Destaco, desde logo, a menção que aqueles Autores fazem à reflexão de Carlos MAXIMILIANO ao ampliar a dimensão interpretativa, dizendo: "A arte (da interpretação) ficou subordinada, em seu desenvolvimento progressivo, a uma ciência geral, o Direito, obediente, por sua vez aos postulados da Sociologia; e a outra, especial, a Hermenêutica." E cabe acrescentar: subordinada à classe dominante, - e, em última análise aos detentores do capital - cujos representantes no Congresso fazem as leis e orientam sua aplicabilidade.

Importante a convocação da sociologia, ciência relativamente moderna, desenvolvida no século XX, porque nos auxiliará na invocação, mais adiante, do brilhante trabalho de Celina Souza – "Federalismo e Descentralização na Constituição de 1988: Processo Decisório, Conflitos e Alianças" [07].

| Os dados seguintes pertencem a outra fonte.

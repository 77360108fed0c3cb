//! `wear-action`: timed harvesting actions whose length depends on wear.
//!
//! # Crate layout
//!
//! | Module        | Contents                                                     |
//! |---------------|--------------------------------------------------------------|
//! | [`host`]      | `ActionHost`: what the core may ask the host about actors    |
//! | [`estimate`]  | `DurationStrategy`, built-in strategies, `DurationEstimator` |
//! | [`heuristic`] | `HeuristicTable` + CSV loader                                |
//! | [`action`]    | `TrackedAction`, `ProgressStage`                             |
//! | [`tracker`]   | `ActionTracker`: one in-progress action per actor            |
//! | [`stage`]     | `StageCache`: suppresses repeated stage updates              |
//! | [`error`]     | `ActionError`, `ActionResult<T>`                             |
//!
//! # Action lifecycle
//!
//! ```text
//!            begin                 step: accrued ≥ target
//!  absent ──────────▶ active ─────────────────────────────▶ Completed ─┐
//!                     │  ▲ begin (same target + tool):                  │
//!                     │  └─ accrued := 0                                │
//!                     ├── step: host no longer valid ─────▶ Aborted ───┤
//!                     ├── step: idle past timeout ────────▶ TimedOut ──┤
//!                     └── cancel / target changed ───────▶ Aborted ───┴─▶ absent
//! ```
//!
//! Only `Completed` finalizes; every terminal state clears the stage.
//!
//! # Timing
//!
//! ```text
//! baseline     = first Some(..) of the estimator strategies
//! scale        = max(1.0, duration factor at the tool's wear)
//! target_ticks = max(2, round(baseline × scale))
//! stage        = min(9, ⌊10 × accrued / target_ticks⌋)
//! ```

pub mod action;
pub mod error;
pub mod estimate;
pub mod heuristic;
pub mod host;
pub mod stage;
pub mod tracker;


pub use action::{ProgressStage, TrackedAction};
pub use error::{ActionError, ActionResult};
pub use estimate::{
    ActorSpeedStrategy, DurationEstimator, DurationStrategy, HeuristicStrategy, TargetSpeedStrategy,
    speed_to_ticks,
};
pub use heuristic::{HeuristicTable, load_heuristic_csv, load_heuristic_reader};
pub use host::ActionHost;
pub use stage::StageCache;
pub use tracker::{ActionTracker, BeginOutcome, StepOutcome, StepReport};

#[cfg(feature = "fx-hash")]
pub(crate) type ActorMap<K, V> = rustc_hash::FxHashMap<K, V>;
#[cfg(not(feature = "fx-hash"))]
pub(crate) type ActorMap<K, V> = std::collections::HashMap<K, V>;
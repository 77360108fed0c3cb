//! Scaling of repair-by-experience ("mending") amounts.

use std::collections::HashSet;

use tracing::trace;
use wear_core::Category;

/// Scales incoming repair and blocks it for non-repairable categories.
#[derive(Clone, Debug, PartialEq)]
pub struct MendingPolicy {
    pub factor:     f64,
    non_repairable: HashSet<Category>,
}

impl Default for MendingPolicy {
    fn default() -> Self {
        Self::new(1.0)
    }
}

impl MendingPolicy {
    pub fn new(factor: f64) -> Self {
        Self { factor, non_repairable: HashSet::new() }
    }

    pub fn with_non_repairable<I, C>(mut self, categories: I) -> Self
    where
        I: IntoIterator<Item = C>,
        C: Into<Category>,
    {
        self.non_repairable.extend(categories.into_iter().map(Into::into));
        self
    }

    /// `false` for categories that must never be repaired (mending or anvil).
    pub fn repairable(&self, category: &Category) -> bool {
        !self.non_repairable.contains(category)
    }

    /// Repair points to apply for an incoming `amount`, or `None` to cancel
    /// the repair entirely.
    pub fn mend(&self, category: &Category, amount: u32) -> Option<u32> {
        if !self.repairable(category) || !(self.factor > 0.0) {
            return None;
        }
        let scaled = (amount as f64 * self.factor).floor().min(u32::MAX as f64) as u32;
        trace!(%category, amount, scaled, "mending scaled");
        (scaled > 0).then_some(scaled)
    }
}
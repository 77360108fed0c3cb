//! `wear-core`: foundational types for the wear simulation core.
//!
//! This crate is a dependency of every other `wear-*` crate.  It has no
//! `wear-*` dependencies and minimal external ones (only `rand` and
//! `thiserror`, plus optional `serde`).
//!
//! # What lives here
//!
//! | Module       | Contents                                                            |
//! |--------------|---------------------------------------------------------------------|
//! | [`ids`]      | `ActorId`, `TargetId`                                               |
//! | [`time`]     | `Tick`, `SchedulerClock`, `TICKS_PER_SECOND`                        |
//! | [`rng`]      | `WearRng` (injected, seedable)                                      |
//! | [`category`] | `Category`, `ToolClass`                                             |
//! | [`item`]     | `ItemState`, `ItemLabel`, `ToolSnapshot`, `TargetInfo`, `EquipSlot` |
//! | [`percent`]  | `Percent`, `PercentUnit`                                            |
//! | [`error`]    | `WearError`, `WearResult`                                           |
//!
//! # Feature flags
//!
//! | Flag    | Effect                                              |
//! |---------|-----------------------------------------------------|
//! | `serde` | Adds `Serialize`/`Deserialize` to all public types. |

pub mod category;
pub mod error;
pub mod ids;
pub mod item;
pub mod percent;
pub mod rng;
pub mod time;


// ── Re-exports ────────────────────────────────────────────────────────────────

pub use category::{Category, ToolClass};
pub use error::{WearError, WearResult};
pub use ids::{ActorId, TargetId};
pub use item::{EquipSlot, ItemLabel, ItemState, TargetInfo, ToolSnapshot};
pub use percent::{Percent, PercentUnit};
pub use rng::WearRng;
pub use time::{SchedulerClock, Tick, TICKS_PER_SECOND};
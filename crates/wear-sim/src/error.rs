use thiserror::Error;
use wear_action::ActionError;

#[derive(Debug, Error)]
pub enum EngineError {
    #[error("engine configuration error: {0}")]
    Config(String),

    #[error("invalid YAML configuration: {0}")]
    Yaml(#[from] serde_yaml::Error),

    #[error("I/O error: {0}")]
    Io(#[from] std::io::Error),

    #[error("heuristic table: {0}")]
    Heuristic(#[from] ActionError),
}

pub type EngineResult<T> = Result<T, EngineError>;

Mas não apenas da sociologia; a própria cultura do intérprete deverá ser cotejada e considerada na medida em que este a projetará – ao se utilizar dela - na própria matéria a ser intepretada, em linha, aliás, com os princípios de projeção arrolados entre os princípios da psicologia. Sobre a cultura do intérprete diz o texto:

"A hermenêutica também deve dedicar-se ao estudo daquele que desenvolverá a atividade interpretativa, pois interpretar consiste em dotar de significado. E nesta tarefa o intérprete é uma espécie de mediador que comunica aos demais o significado que se atribui às coisas, aos signos ou aos acontecimentos." [08](grifo nosso)

O "mediador", ao comunicar "aos demais o significado que se atribui às coisas", traz seus próprios valores e seu próprio entendimento sobre tal "significado", valendo dizer que o mediador (ou interpréte) dá, em última análise, significado ao significado, ou cultura à cultura, na qual está imerso mas nela e dela recortando limites de seu interesse.

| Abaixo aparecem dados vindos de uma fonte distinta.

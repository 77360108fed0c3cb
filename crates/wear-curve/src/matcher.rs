//! `CategoryMatcher`: exact-name and prefix-family lookup.
//!
//! Configuration may key a value by an exact category (`"IRON_PICKAXE"`) or
//! by a prefix family (`"DIAMOND_*"`, stored as the prefix `"DIAMOND_"`).
//!
//! # Precedence
//!
//! 1. Exact category match.
//! 2. Longest prefix that is a literal prefix of the category name.
//!
//! Prefixes are kept sorted longest-first (ties broken lexicographically) so
//! the first hit of a linear scan is the winner and the result never depends
//! on map iteration order.

use std::collections::HashMap;

use wear_core::Category;

/// Maps categories to values by exact name or longest matching prefix.
#[derive(Clone, Debug)]
pub struct CategoryMatcher<T> {
    exact:    HashMap<Category, T>,
    /// Sorted longest-first; prefixes unique.
    prefixes: Vec<(String, T)>,
}

impl<T> Default for CategoryMatcher<T> {
    fn default() -> Self {
        Self {
            exact:    HashMap::new(),
            prefixes: Vec::new(),
        }
    }
}

impl<T> CategoryMatcher<T> {
    pub fn new() -> Self {
        Self::default()
    }

    /// Register a value for exactly `category`, replacing any previous one.
    pub fn insert_exact(&mut self, category: impl Into<Category>, value: T) {
        self.exact.insert(category.into(), value);
    }

    /// Register a value for every category starting with `prefix`.
    pub fn insert_prefix(&mut self, prefix: impl Into<String>, value: T) {
        let prefix = prefix.into();
        match self.prefixes.iter_mut().find(|(p, _)| *p == prefix) {
            Some(slot) => slot.1 = value,
            None => {
                self.prefixes.push((prefix, value));
                self.prefixes
                    .sort_by(|(a, _), (b, _)| b.len().cmp(&a.len()).then_with(|| a.cmp(b)));
            }
        }
    }

    /// Resolve `category` (see module docs for precedence).
    pub fn find(&self, category: &Category) -> Option<&T> {
        if let Some(v) = self.exact.get(category) {
            return Some(v);
        }
        self.prefixes
            .iter()
            .find(|(p, _)| category.has_prefix(p))
            .map(|(_, v)| v)
    }

    /// Resolve `category`, or `fallback` when nothing matches.
    pub fn find_or<'a>(&'a self, category: &Category, fallback: &'a T) -> &'a T {
        self.find(category).unwrap_or(fallback)
    }

    /// Number of exact plus prefix entries.
    pub fn len(&self) -> usize {
        self.exact.len() + self.prefixes.len()
    }

    pub fn is_empty(&self) -> bool {
        self.len() == 0
    }

    /// Configured prefixes, in match order.
    pub fn prefixes(&self) -> impl Iterator<Item = &str> {
        self.prefixes.iter().map(|(p, _)| p.as_str())
    }
}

No capítulo 3 do texto supracitado, ao comentar "A intepretação das normas constitucionais", se lê [09]:

"As questões hermenêuticas suscitam temas ligados ao texto, ao intérprete e à interpretação em si mesma. Um ponto que não pode ser deixado de lado diz respeito ao texto que será objeto da interpretação, até porque é sobre ele que se concentram os esforços para que um significado lhe seja atribuído como resultado da atividade desenvolvida."

...

"Atualmente a corrente da hermenêutica jurídica que mais impacto apresenta na literatura nacional sustenta que o problema é fundamental para a interpretação da norma."

Se o "mediador" ou intérprete, com boa dose de consciência do campo político em que se situa, já contamina o "significado" a partir de sua interpretação cultural pessoal, que dirá o nível de contaminação trazido pelos autores das leis, e no caso em tela pelos constituintes que, em geral, ou não possuem esta distância crítica mais comum entre os intelectuais, ou então, expressamente, representam os detentores da riqueza.

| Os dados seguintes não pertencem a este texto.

//! harvest: scripted quarry demo for the wear simulation core.
//!
//! Three miners work a row of ore blocks for 40 simulated seconds:
//!
//! - `ActorId(1)` holds a fresh iron pickaxe.
//! - `ActorId(2)` holds a badly worn stone pickaxe and carries a bonus tier,
//!   so blocks take longer but the pickaxe wears slower.
//! - `ActorId(3)` swaps to a shovel halfway through a block, aborting it,
//!   and then digs ore with the wrong tool.
//!
//! Every finished block applies one point of base wear through the engine;
//! a tool that breaks drops salvage from its tier's pool.
//! Run with `RUST_LOG=debug` to see the action lifecycle.

use std::collections::{HashMap, HashSet};

use anyhow::Result;
use tracing::info;

use wear_action::{ActionHost, ProgressStage};
use wear_core::{ActorId, Category, EquipSlot, ItemState, TargetId, TargetInfo, ToolClass, ToolSnapshot};
use wear_durability::WearOutcome;
use wear_sim::{EngineBuilder, EngineObserver, PassReport, WearConfig, WearEngine};

// ── Constants ─────────────────────────────────────────────────────────────────

const PASSES:          u64 = 400; // 2 ticks per pass → 40 s
const SWAP_AT_PASS:    u64 = 6;
const BLOCKS_PER_ROW:  u64 = 1_000;

const CONFIG_YAML: &str = r#"
seed: 42
bonus_tiers:
  - { tag: durability.bonus.gold, factor: 0.5 }
wrong_tool:
  blocks: { enabled: true, multiplier: 2.0 }
mining:
  mode: delay
  duration_curve: { "100": 1.0, "50": 1.25, "20": 1.75, "5": 2.5 }
  per_item_duration_curves:
    "STONE_*": { "100": 1.1, "30": 2.0 }
weather:
  tool_prefixes: [IRON, STONE]
low_alert:
  threshold_percent: 10
  cooldown_seconds: 5
salvage:
  per_tier: { STONE: [COBBLESTONE, FLINT], IRON: [IRON_NUGGET] }
"#;

// ── Quarry (the host) ─────────────────────────────────────────────────────────

#[derive(Default)]
struct Quarry {
    present: HashSet<ActorId>,
    aiming:  HashMap<ActorId, TargetInfo>,
    tools:   HashMap<ActorId, ItemState>,
    tags:    HashMap<ActorId, Vec<String>>,
    mined:   HashMap<ActorId, u64>,
}

impl Quarry {
    fn join(&mut self, actor: ActorId, tool: ItemState, tags: &[&str]) {
        self.present.insert(actor);
        self.tools.insert(actor, tool);
        self.tags.insert(actor, tags.iter().map(|t| t.to_string()).collect());
        self.aim_next(actor);
    }

    /// Point `actor` at the next untouched ore block in its row.
    fn aim_next(&mut self, actor: ActorId) -> TargetInfo {
        let done = self.mined.get(&actor).copied().unwrap_or(0);
        let id = TargetId(actor.0 as u64 * BLOCKS_PER_ROW + done);
        let target = TargetInfo::new(id, "IRON_ORE", Some(ToolClass::Pickaxe));
        self.aiming.insert(actor, target.clone());
        target
    }
}

impl ActionHost for Quarry {
    fn actor_present(&self, actor: ActorId) -> bool {
        self.present.contains(&actor)
    }

    fn still_targets(&self, actor: ActorId, target: TargetId) -> bool {
        self.aiming.get(&actor).is_some_and(|t| t.id == target)
    }

    fn held_tool(&self, actor: ActorId) -> Option<Category> {
        self.tools.get(&actor).map(|t| t.category.clone())
    }
}

// ── Observer ──────────────────────────────────────────────────────────────────

/// Prints overlay changes and queues finished blocks for the main loop.
#[derive(Default)]
struct QuarryLog {
    finished: Vec<(ActorId, TargetInfo)>,
    aborted:  usize,
}

impl EngineObserver for QuarryLog {
    fn finalize_action(&mut self, actor: ActorId, target: &TargetInfo, tool: &ToolSnapshot) {
        info!(%actor, target = %target.id, tool = %tool.category, wear = %tool.wear, "block harvested");
        self.finished.push((actor, target.clone()));
    }

    fn set_progress_stage(&mut self, actor: ActorId, target: TargetId, stage: ProgressStage) {
        tracing::debug!(%actor, %target, %stage, "overlay");
    }

    fn on_pass_end(&mut self, report: &PassReport) {
        self.aborted += report.aborted;
    }
}

// ── Main ──────────────────────────────────────────────────────────────────────

fn main() -> Result<()> {
    tracing_subscriber::fmt()
        .with_env_filter(
            tracing_subscriber::EnvFilter::try_from_default_env().unwrap_or_else(|_| "info".into()),
        )
        .with_target(false)
        .init();

    let config = WearConfig::from_yaml_str(CONFIG_YAML)?;
    let mut engine = EngineBuilder::new(config).build()?;

    let alex = ActorId(1);
    let sam = ActorId(2);
    let jo = ActorId(3);

    let mut quarry = Quarry::default();
    quarry.join(alex, ItemState::new("IRON_PICKAXE", 250), &[]);
    quarry.join(sam, ItemState::new("STONE_PICKAXE", 131).with_damage(110), &["durability.bonus.gold"]);
    quarry.join(jo, ItemState::new("IRON_PICKAXE", 250), &[]);

    let mut log = QuarryLog::default();
    for actor in [alex, sam, jo] {
        begin(&mut engine, &quarry, actor, &mut log);
    }

    for pass in 1..=PASSES {
        if pass == SWAP_AT_PASS {
            info!(actor = %jo, "switching to a shovel mid-block");
            quarry.tools.insert(jo, ItemState::new("IRON_SHOVEL", 250));
        }

        engine.tick_pulse(&quarry, &mut log);

        for (actor, target) in std::mem::take(&mut log.finished) {
            harvest(&mut engine, &mut quarry, actor, &target);
            begin(&mut engine, &quarry, actor, &mut log);
        }

        // The aborted block is never re-begun by the host; start the next one.
        if pass == SWAP_AT_PASS {
            begin(&mut engine, &quarry, jo, &mut log);
        }

        if engine.weather_pulse() {
            let mut worn = 0;
            for tool in quarry.tools.values_mut() {
                worn += engine.weather_wear([(EquipSlot::MainHand, tool)]);
            }
            info!(tick = %engine.now(), worn, "storm passed over the quarry");
        }
    }

    let cleared = engine.shutdown(&mut log);

    // ── Summary ───────────────────────────────────────────────────────────
    println!("\n=== Quarry summary after {}s ===", engine.now().0 / 20);
    for actor in [alex, sam, jo] {
        let mined = quarry.mined.get(&actor).copied().unwrap_or(0);
        match quarry.tools.get(&actor) {
            Some(tool) => println!(
                "{actor}: {mined:>3} blocks  {:<14} {:>3}/{:<3} left ({})",
                tool.category.as_str(),
                tool.remaining(),
                tool.max_wear,
                tool.remaining_percent(),
            ),
            None => println!("{actor}: {mined:>3} blocks  (tool broken)"),
        }
    }
    println!("aborted actions: {}  cleared at shutdown: {cleared}", log.aborted);
    Ok(())
}

fn begin(engine: &mut WearEngine, quarry: &Quarry, actor: ActorId, log: &mut QuarryLog) {
    let (Some(target), Some(tool)) = (quarry.aiming.get(&actor), quarry.tools.get(&actor)) else {
        return;
    };
    engine.begin_action(quarry, actor, target.clone(), tool, log);
}

/// Break the block, wear the tool, move on.
fn harvest(engine: &mut WearEngine, quarry: &mut Quarry, actor: ActorId, target: &TargetInfo) {
    let Some(tool) = quarry.tools.get(&actor).cloned() else {
        return;
    };
    engine.note_block_break(actor, &tool.category, target);

    let tags = quarry.tags.get(&actor).cloned().unwrap_or_default();
    let outcome = engine.wear_event(actor, &tags, None, &tool, 1);
    if let Some(held) = quarry.tools.get_mut(&actor) {
        outcome.apply_to(held);
    }
    match outcome {
        WearOutcome::Applied { breaks: true, ref salvage, .. } => {
            let drops: Vec<&str> = salvage.iter().map(|c| c.as_str()).collect();
            info!(%actor, tool = %tool.category, ?drops, "tool broke");
            quarry.tools.remove(&actor);
        }
        WearOutcome::Applied { low_alert: true, .. } => {
            info!(%actor, tool = %tool.category, "tool is nearly worn out");
        }
        _ => {}
    }

    *quarry.mined.entry(actor).or_default() += 1;
    quarry.aim_next(actor);
}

O problema à reflexão diz respeito ao conflito entre capital e trabalho, como acolhido pela Constituição Federal, envolvendo diretamente a "ordem social", ensejando esquadrinhá-lo para alcançar, por fim, aspectos sociológicos correlacionados aos constituintes enquanto autores da Lei Maior, guiados por este brilhante trabalho da Profª e Drª Celina Souza.

"Hermenêutica dos Direitos Fundamentais" observa, com respeito à ordem social:

"Logo, a interpretação da Constituição não é tarefa das mais fáceis, pois apresenta certas dimensões que a diferenciam da interpretação das demais leis e devido ao caráter singular pelo qual é criada uma Constituição e o que ela representa para um Estado, encontram-se dados que tornarão a atividade ainda mais necessária e criteriosa para chegar a um bom termo dentro da ordem social." [10]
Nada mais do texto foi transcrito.